Atari ST | SatanDisk Partition Loss Fix/Modification

Atari ST | SatanDisk Partition Loss Fix/Modification

So I have had my SatanDisk for about a year now, and it has been an absolute joy to use. Transfering files to and from my Atari ST to a modern computer is a snap. It allows me to work on my pixel art easily (I need to post some of this some day…), and allows me to back up my programming work easily as well. If you are still and avid Atari ST owner, I highly suggest at least getting this. There are some better options out there now (like UltraSaTan and CosmosEX), but this one is so simple to use, and relatively cheap to get.

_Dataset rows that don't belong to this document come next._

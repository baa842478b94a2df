use clap::Parser;
use keydash::clock::{Clock, ManualClock, SystemClock};
use keydash::config::{Config, ConfigStore, FileConfigStore};
use keydash::profile::{Personality, SimulatorConfig, SimulatorOverrides};
use keydash::race::GameMode;
use keydash::simulator::{RunStats, Simulator};
use keydash::stats::{HistoryDb, RunRecord};
use rand::rngs::StdRng;
use rand::{Rng, SeedableRng};
use std::error::Error;
use std::io::{self, Write};
use std::path::PathBuf;
use std::time::Duration;
use time_humanize::{Accuracy, HumanTime, Tense};

const DEFAULT_TEXT: &str =
    "the quick brown fox jumps over the lazy dog, then does it all over again!";

/// headless typing race against a human-like simulated rival
#[derive(Parser, Debug, Clone)]
#[clap(
    version,
    about,
    long_about = "Runs a simulated rival typist over a prompt and reports its keystroke \
stream and final statistics. Runs are fast-forwarded through a virtual clock by default; \
pass --realtime to watch at human pace. Completed runs land in a local history database."
)]
pub struct Cli {
    /// rival temperament preset
    #[clap(short = 'p', long, value_enum)]
    personality: Option<Personality>,

    /// prompt text for the rival to type
    #[clap(short = 't', long)]
    text: Option<String>,

    /// polling cadence in milliseconds
    #[clap(long)]
    tick_ms: Option<u64>,

    /// cap the run at this many simulated seconds
    #[clap(short = 's', long)]
    seconds: Option<f64>,

    /// seed for a reproducible keystroke stream
    #[clap(long)]
    seed: Option<u64>,

    /// words-per-minute override
    #[clap(long)]
    speed: Option<f64>,

    /// per-character mistake probability override
    #[clap(long)]
    mistake_rate: Option<f64>,

    /// fatigue coefficient override
    #[clap(long)]
    fatigue: Option<f64>,

    /// race a second rival with this preset instead of a solo exhibition
    #[clap(long, value_enum)]
    duel: Option<Personality>,

    /// play at wall-clock pace instead of fast-forwarding
    #[clap(long)]
    realtime: bool,

    /// suppress the live keystroke stream
    #[clap(short = 'q', long)]
    quiet: bool,

    /// print recent runs and exit
    #[clap(long)]
    history: bool,

    /// export the whole run history as csv to this path and exit
    #[clap(long)]
    export: Option<PathBuf>,

    /// persist the resolved personality and cadence as defaults
    #[clap(long)]
    save_defaults: bool,
}

/// CLI flags resolved against the saved config.
#[derive(Debug, Clone)]
struct Settings {
    personality: Personality,
    text: String,
    tick: Duration,
    seconds: Option<f64>,
    overrides: SimulatorOverrides,
}

impl Settings {
    fn resolve(cli: &Cli, saved: &Config) -> Self {
        let mut overrides = saved.overrides;
        if cli.speed.is_some() {
            overrides.base_speed = cli.speed;
        }
        if cli.mistake_rate.is_some() {
            overrides.mistake_rate = cli.mistake_rate;
        }
        if cli.fatigue.is_some() {
            overrides.fatigue_factor = cli.fatigue;
        }

        Self {
            personality: cli.personality.unwrap_or(saved.personality),
            text: cli.text.clone().unwrap_or_else(|| DEFAULT_TEXT.to_string()),
            // A zero cadence would never advance the virtual clock.
            tick: Duration::from_millis(cli.tick_ms.unwrap_or(saved.tick_ms).max(1)),
            seconds: cli.seconds.or(saved.seconds),
            overrides,
        }
    }

    fn simulator_config(&self, personality: Personality) -> SimulatorConfig {
        SimulatorConfig::preset(personality).with_overrides(&self.overrides)
    }
}

fn main() -> Result<(), Box<dyn Error>> {
    let cli = Cli::parse();

    if cli.history {
        return show_history();
    }
    if let Some(path) = &cli.export {
        return export_history(path);
    }

    let store = FileConfigStore::new();
    let settings = Settings::resolve(&cli, &store.load());

    if cli.save_defaults {
        let mut saved = store.load();
        saved.personality = settings.personality;
        saved.tick_ms = settings.tick.as_millis() as u64;
        saved.seconds = settings.seconds;
        saved.overrides = settings.overrides;
        store.save(&saved)?;
        println!("defaults saved");
    }

    match cli.duel {
        Some(challenger) => run_duel(&cli, &settings, challenger),
        None => run_exhibition(&cli, &settings),
    }
}

fn run_exhibition(cli: &Cli, settings: &Settings) -> Result<(), Box<dyn Error>> {
    let stats = run_rival(cli.seed, settings, settings.personality, cli.realtime, cli.quiet);
    report(settings.personality, &stats);
    record(GameMode::Rival, settings.personality, &stats);
    Ok(())
}

fn run_duel(
    cli: &Cli,
    settings: &Settings,
    challenger: Personality,
) -> Result<(), Box<dyn Error>> {
    // Duels always fast-forward; two realtime streams would interleave.
    let home = run_rival(cli.seed, settings, settings.personality, false, true);
    let away = run_rival(cli.seed.map(|s| s ^ 1), settings, challenger, false, true);

    report(settings.personality, &home);
    report(challenger, &away);

    if (home.elapsed_secs - away.elapsed_secs).abs() < f64::EPSILON {
        println!("dead heat!");
    } else if home.elapsed_secs < away.elapsed_secs {
        println!("{} wins by {:.2}s", settings.personality, away.elapsed_secs - home.elapsed_secs);
    } else {
        println!("{} wins by {:.2}s", challenger, home.elapsed_secs - away.elapsed_secs);
    }

    record(GameMode::Rival, settings.personality, &home);
    record(GameMode::Rival, challenger, &away);
    Ok(())
}

/// Drive one rival over the prompt and return its final stats.
fn run_rival(
    seed: Option<u64>,
    settings: &Settings,
    personality: Personality,
    realtime: bool,
    quiet: bool,
) -> RunStats {
    let config = settings.simulator_config(personality);
    let rng = match seed {
        Some(seed) => StdRng::seed_from_u64(seed),
        None => StdRng::from_entropy(),
    };

    if realtime {
        let mut sim = Simulator::with_parts(config, rng, SystemClock);
        let tick = settings.tick;
        stream(&mut sim, settings, quiet, move || std::thread::sleep(tick))
    } else {
        let clock = ManualClock::new();
        let mut sim = Simulator::with_parts(config, rng, clock.clone());
        let tick = settings.tick;
        stream(&mut sim, settings, quiet, move || clock.advance(tick))
    }
}

fn stream<R: Rng, C: Clock>(
    sim: &mut Simulator<R, C>,
    settings: &Settings,
    quiet: bool,
    mut wait: impl FnMut(),
) -> RunStats {
    sim.start_run(&settings.text);
    while !sim.is_done() {
        wait();
        let emission = sim.next_emission();
        if !quiet && !emission.is_idle() {
            if emission.mistake {
                print!("[{}]", emission.keys);
            } else {
                print!("{}", emission.keys);
            }
            let _ = io::stdout().flush();
        }
        if matches!(settings.seconds, Some(cap) if sim.stats().elapsed_secs >= cap) {
            break;
        }
    }
    if !quiet {
        println!();
    }
    sim.stats()
}

fn report(personality: Personality, stats: &RunStats) {
    println!(
        "{}: {} keys, {} mistakes, {:.1}% accuracy, {:.2}s elapsed, ~{:.0} wpm",
        personality.to_string().to_lowercase(),
        stats.position,
        stats.mistakes,
        stats.accuracy,
        stats.elapsed_secs,
        wpm(stats),
    );
}

fn wpm(stats: &RunStats) -> f64 {
    if stats.elapsed_secs <= 0.0 {
        return 0.0;
    }
    (stats.position as f64 / 5.0) / (stats.elapsed_secs / 60.0)
}

/// Best-effort history write; a missing state dir never fails a run.
fn record(mode: GameMode, personality: Personality, stats: &RunStats) {
    if let Ok(db) = HistoryDb::new() {
        let _ = db.record_run(&RunRecord {
            mode: mode.to_string().to_lowercase(),
            personality: Some(personality.to_string().to_lowercase()),
            wpm: wpm(stats).round(),
            accuracy: stats.accuracy,
            mistakes: stats.mistakes as i64,
            elapsed_secs: stats.elapsed_secs,
            timestamp: chrono::Local::now(),
        });
    }
}

fn show_history() -> Result<(), Box<dyn Error>> {
    let db = HistoryDb::new()?;
    let runs = db.recent_runs(15)?;
    if runs.is_empty() {
        println!("no runs recorded yet");
        return Ok(());
    }

    for run in &runs {
        let since = (chrono::Local::now() - run.timestamp)
            .to_std()
            .unwrap_or_default();
        let ago = HumanTime::from(since).to_text_en(Accuracy::Rough, Tense::Past);
        println!(
            "{:>4.0} wpm  {:>5.1}% acc  {:>3} miss  {:<8} {:<10} {}",
            run.wpm,
            run.accuracy,
            run.mistakes,
            run.mode,
            run.personality.as_deref().unwrap_or("-"),
            ago,
        );
    }

    for (mode, avg_wpm, avg_acc, count) in db.mode_summary()? {
        println!(
            "{}: {} runs, {:.0} wpm avg, {:.1}% acc avg",
            mode, count, avg_wpm, avg_acc
        );
    }
    Ok(())
}

fn export_history(path: &PathBuf) -> Result<(), Box<dyn Error>> {
    let db = HistoryDb::new()?;
    let file = std::fs::File::create(path)?;
    let rows = db.export_csv(file)?;
    println!("exported {} runs to {}", rows, path.display());
    Ok(())
}
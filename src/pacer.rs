use crate::clock::millis_between;
use crate::util::mean;
use std::collections::VecDeque;
use std::time::SystemTime;

/// Slowest and fastest reveal multipliers for the dynamic mode.
pub const FLOOR_SPEED: f64 = 3.0;
pub const CEILING_SPEED: f64 = 20.0;
/// How much the multiplier moves per adjustment.
const SPEED_STEP: f64 = 1.0;
/// Minimum time between two adjustments.
const CHECK_INTERVAL_MS: f64 = 300.0;
/// Rolling accuracy must stay above this for the pacer to move at all.
const ACCURACY_GATE: f64 = 85.0;
/// Rolling window size, in accuracy samples.
const SAMPLE_WINDOW: usize = 2;

/// Oscillating difficulty controller for the dynamic mode.
///
/// While the player's rolling accuracy stays high the reveal speed climbs
/// one step at a time; at the ceiling it turns around and descends back to
/// the floor, then climbs again. Sloppy typing freezes the speed where it
/// is.
#[derive(Debug, Clone)]
pub struct SpeedPacer {
    speed: f64,
    rising: bool,
    samples: VecDeque<f64>,
    last_check: Option<SystemTime>,
}

impl SpeedPacer {
    pub fn new() -> Self {
        Self {
            speed: FLOOR_SPEED,
            rising: true,
            samples: VecDeque::with_capacity(SAMPLE_WINDOW),
            last_check: None,
        }
    }

    pub fn speed(&self) -> f64 {
        self.speed
    }

    pub fn is_rising(&self) -> bool {
        self.rising
    }

    /// Milliseconds between successive character reveals at the current
    /// speed, never below 20ms.
    pub fn reveal_interval_ms(&self) -> f64 {
        (1000.0 / self.speed).max(20.0)
    }

    /// Feed one accuracy observation (percent). Throttled internally: at
    /// most one adjustment per check interval.
    pub fn observe(&mut self, accuracy: f64, now: SystemTime) {
        if let Some(last) = self.last_check {
            if millis_between(last, now) <= CHECK_INTERVAL_MS {
                return;
            }
        }
        self.last_check = Some(now);

        self.samples.push_back(accuracy);
        while self.samples.len() > SAMPLE_WINDOW {
            self.samples.pop_front();
        }

        let rolling = mean(&self.samples.iter().copied().collect::<Vec<_>>()).unwrap_or(0.0);
        if rolling > ACCURACY_GATE {
            self.step();
        }
    }

    fn step(&mut self) {
        if self.rising {
            self.speed += SPEED_STEP;
            if self.speed >= CEILING_SPEED {
                self.speed = CEILING_SPEED;
                self.rising = false;
            }
        } else {
            self.speed -= SPEED_STEP;
            if self.speed <= FLOOR_SPEED {
                self.speed = FLOOR_SPEED;
                self.rising = true;
            }
        }
    }
}

impl Default for SpeedPacer {
    fn default() -> Self {
        Self::new()
    }
}

/// How much of the prompt the dynamic mode has revealed so far.
///
/// Opens at a fixed head start and grows one character per reveal
/// interval, at whatever speed the pacer currently dictates.
#[derive(Debug, Clone)]
pub struct RevealWindow {
    shown: usize,
    last_reveal: Option<SystemTime>,
}

/// Characters visible before the first reveal tick.
const INITIAL_REVEAL: usize = 20;

impl RevealWindow {
    pub fn new() -> Self {
        Self {
            shown: INITIAL_REVEAL,
            last_reveal: None,
        }
    }

    /// Number of characters of a `total`-length prompt currently visible.
    pub fn visible(&self, total: usize) -> usize {
        self.shown.min(total)
    }

    /// Advance the window according to elapsed time and the pacer speed.
    pub fn poll(&mut self, pacer: &SpeedPacer, now: SystemTime, total: usize) {
        let interval = pacer.reveal_interval_ms();
        let last = *self.last_reveal.get_or_insert(now);
        let mut elapsed = millis_between(last, now);
        while elapsed >= interval && self.shown < total {
            self.shown += 1;
            elapsed -= interval;
            self.last_reveal = Some(now);
        }
    }
}

impl Default for RevealWindow {
    fn default() -> Self {
        Self::new()
    }
}
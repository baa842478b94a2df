use assert_cmd::Command;
use tempfile::TempDir;

fn keydash(home: &TempDir) -> Command {
    let mut cmd = Command::cargo_bin("keydash").unwrap();
    // Isolate config and state dirs from the host machine.
    cmd.env("HOME", home.path())
        .env("XDG_CONFIG_HOME", home.path().join(".config"))
        .env("XDG_DATA_HOME", home.path().join(".local/share"));
    cmd
}

#[test]
fn seeded_exhibition_reports_stats() {
    let home = TempDir::new().unwrap();
    let output = keydash(&home)
        .args(["-t", "hello world", "--seed", "7", "--quiet"])
        .output()
        .unwrap();

    assert!(output.status.success());
    let stdout = String::from_utf8_lossy(&output.stdout);
    assert!(stdout.contains("keys"), "missing summary line: {stdout}");
    assert!(stdout.contains("wpm"), "missing wpm: {stdout}");
}

#[test]
fn seeded_runs_are_reproducible_end_to_end() {
    let home = TempDir::new().unwrap();
    let run = || {
        keydash(&home)
            .args(["-t", "determinism in action", "--seed", "99"])
            .output()
            .unwrap()
    };

    let first = run();
    let second = run();
    assert!(first.status.success());
    assert_eq!(
        String::from_utf8_lossy(&first.stdout),
        String::from_utf8_lossy(&second.stdout)
    );
}

#[test]
fn stream_marks_mistakes_in_brackets() {
    let home = TempDir::new().unwrap();
    // Force constant fumbling so the stream visibly brackets mistakes.
    let output = keydash(&home)
        .args([
            "-t",
            "aaaaaaaaaaaaaaaaaaaaaaaaaaaaaaaaaaaaaaaa",
            "--seed",
            "3",
            "--mistake-rate",
            "1.0",
        ])
        .output()
        .unwrap();

    assert!(output.status.success());
    let stdout = String::from_utf8_lossy(&output.stdout);
    assert!(stdout.contains('['), "expected bracketed mistakes: {stdout}");
}

#[test]
fn duel_declares_a_winner() {
    let home = TempDir::new().unwrap();
    let output = keydash(&home)
        .args([
            "-t",
            "a short duel text",
            "--seed",
            "11",
            "-p",
            "careful",
            "--duel",
            "aggressive",
        ])
        .output()
        .unwrap();

    assert!(output.status.success());
    let stdout = String::from_utf8_lossy(&output.stdout);
    assert!(
        stdout.contains("wins by") || stdout.contains("dead heat"),
        "no verdict in: {stdout}"
    );
}

#[test]
fn history_lists_recorded_runs() {
    let home = TempDir::new().unwrap();

    keydash(&home)
        .args(["-t", "for the record", "--seed", "5", "--quiet"])
        .assert()
        .success();

    let output = keydash(&home).arg("--history").output().unwrap();
    assert!(output.status.success());
    let stdout = String::from_utf8_lossy(&output.stdout);
    assert!(stdout.contains("rival"), "run not listed: {stdout}");
    assert!(stdout.contains("ago"), "no humanized age: {stdout}");
}

#[test]
fn history_export_writes_csv() {
    let home = TempDir::new().unwrap();

    keydash(&home)
        .args(["-t", "csv bound", "--seed", "5", "--quiet"])
        .assert()
        .success();

    let csv_path = home.path().join("runs.csv");
    keydash(&home)
        .args(["--export", csv_path.to_str().unwrap()])
        .assert()
        .success();

    let text = std::fs::read_to_string(&csv_path).unwrap();
    assert!(text.starts_with("timestamp,mode"));
    assert_eq!(text.lines().count(), 2);
}

#[test]
fn save_defaults_round_trips_through_the_config_file() {
    let home = TempDir::new().unwrap();

    keydash(&home)
        .args([
            "-t",
            "tiny",
            "--seed",
            "2",
            "--quiet",
            "-p",
            "aggressive",
            "--save-defaults",
        ])
        .assert()
        .success();

    let config_path = home.path().join(".config/keydash/config.json");
    let text = std::fs::read_to_string(&config_path).unwrap();
    assert!(text.contains("aggressive"), "config not saved: {text}");
}
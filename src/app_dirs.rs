use directories::ProjectDirs;
use std::path::PathBuf;

const APP_NAME: &str = "keydash";

/// Centralized application directory resolution
pub struct AppDirs;

impl AppDirs {
    /// Run history database under $HOME/.local/state/keydash, with a
    /// platform-specific fallback.
    pub fn db_path() -> Option<PathBuf> {
        if let Ok(home) = std::env::var("HOME") {
            let state_dir = PathBuf::from(home)
                .join(".local")
                .join("state")
                .join(APP_NAME);
            Some(state_dir.join("history.db"))
        } else {
            ProjectDirs::from("", "", APP_NAME)
                .map(|proj_dirs| proj_dirs.data_local_dir().join("history.db"))
        }
    }

    /// Config file location; falls back to the working directory when no
    /// platform config dir can be resolved.
    pub fn config_path() -> PathBuf {
        if let Some(proj_dirs) = ProjectDirs::from("", "", APP_NAME) {
            proj_dirs.config_dir().join("config.json")
        } else {
            PathBuf::from("keydash_config.json")
        }
    }
}

#[cfg(test)]
mod tests {
    use super::*;

    #[test]
    fn test_db_path_uses_home_state_dir() {
        if std::env::var("HOME").is_ok() {
            let path = AppDirs::db_path().unwrap();
            let s = path.to_string_lossy();
            assert!(s.contains(".local"));
            assert!(s.ends_with("history.db"));
        }
    }

    #[test]
    fn test_config_path_names_the_file() {
        let path = AppDirs::config_path();
        assert!(path.to_string_lossy().ends_with("config.json"));
    }
}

With all that it has going for it though, there is one thorn I haven’t been able to pull out since the day I bought it. Seemingly random partition table loss on the SD card, making data hard to restore without using a hex editor. Sometimes the partition table becomes corrupted when I power everything down, or forget to power off the SatanDisk before pulling the SD card. All I know for sure is that it is happening, and I am not the only one who has had an issue with it.

When I set out to see if others were having a similar issue as I was, information was sparse. Most people were complaining about a flaky DMA chip (way over my head kind of stuff), but all these users were dealing with STe and Mega ST’s, I am still using my lowly 520ST. Then when poking around Jookie’s site (the creator of the SatanDisk, there was a listing in the Download section about someone else having the same problem as me, and on the 520ST.

After examining the two pictures included in the fixes ZIP file, I soon realized that the SatanDisk I had bought from this seller on Ebay (seller: darekp324 ) was using a different PCB layout than the original schematics. This is the main reason why I am doing this post, to help those who may have bought the same model of SatanDisk I did. This mod keeps the SatanDisk from ruining the partition table on the SD Card. Lets get started.


Tools and Supplies

You will need your trusty soldering iron and some solder. A pare of wire snips, and a 10K ohm resistor (colors: brown, black, orange, gold). A small flat head screw driver and a hammer.

resistor_10kohm

10K ohm Resistor

Opening the Case

The maker of this particular SatanDisk decided that a permanently sealed 3D printed case was the solution to encasing this wonderful device unfortunately. And if you are worried about damaging it a little bit, then this isn’t the tutorial for you. We will need to take the top and bottom layers of the case off.

Put the case on it’s side and using the the flat head screw driver, find a point to split the case open about 1/2 cm from the top of the case. A couple taps of the hammer on the screw driver should begin to drive the layers apart. Now just work your way around the edges, separating the top from the rest of the case. Do this for the bottom of the case as well.

Soldering Points

This is where you will save a bit of time, about 10 minutes, because I was able to determine where to attach the resistor after following a few traces. Here is a picture. Solder at the points marked. Point 1 is a through-hole, and you will be soldering on the back, while point 2 is on the top surface of the PCB and will require very little solder to attach your resistor to it.

satandisk_diagram

Click to Enlarge

After soldering your resistor, you will be done. I just used some tape to put the case back together, or move it to a different case, and you are good to go.


Fairly easy, and I hope it saved you a bit of time. I have tested it somewhat thoroughly. Pulling out the SD card while everything is powered on, power cycling the SatanDisk, etc… and the partition table lived through it all. Please let me know if it didn’t work for you, so I can reassess where the resistor needs to be soldered. Time to go play some Rodland.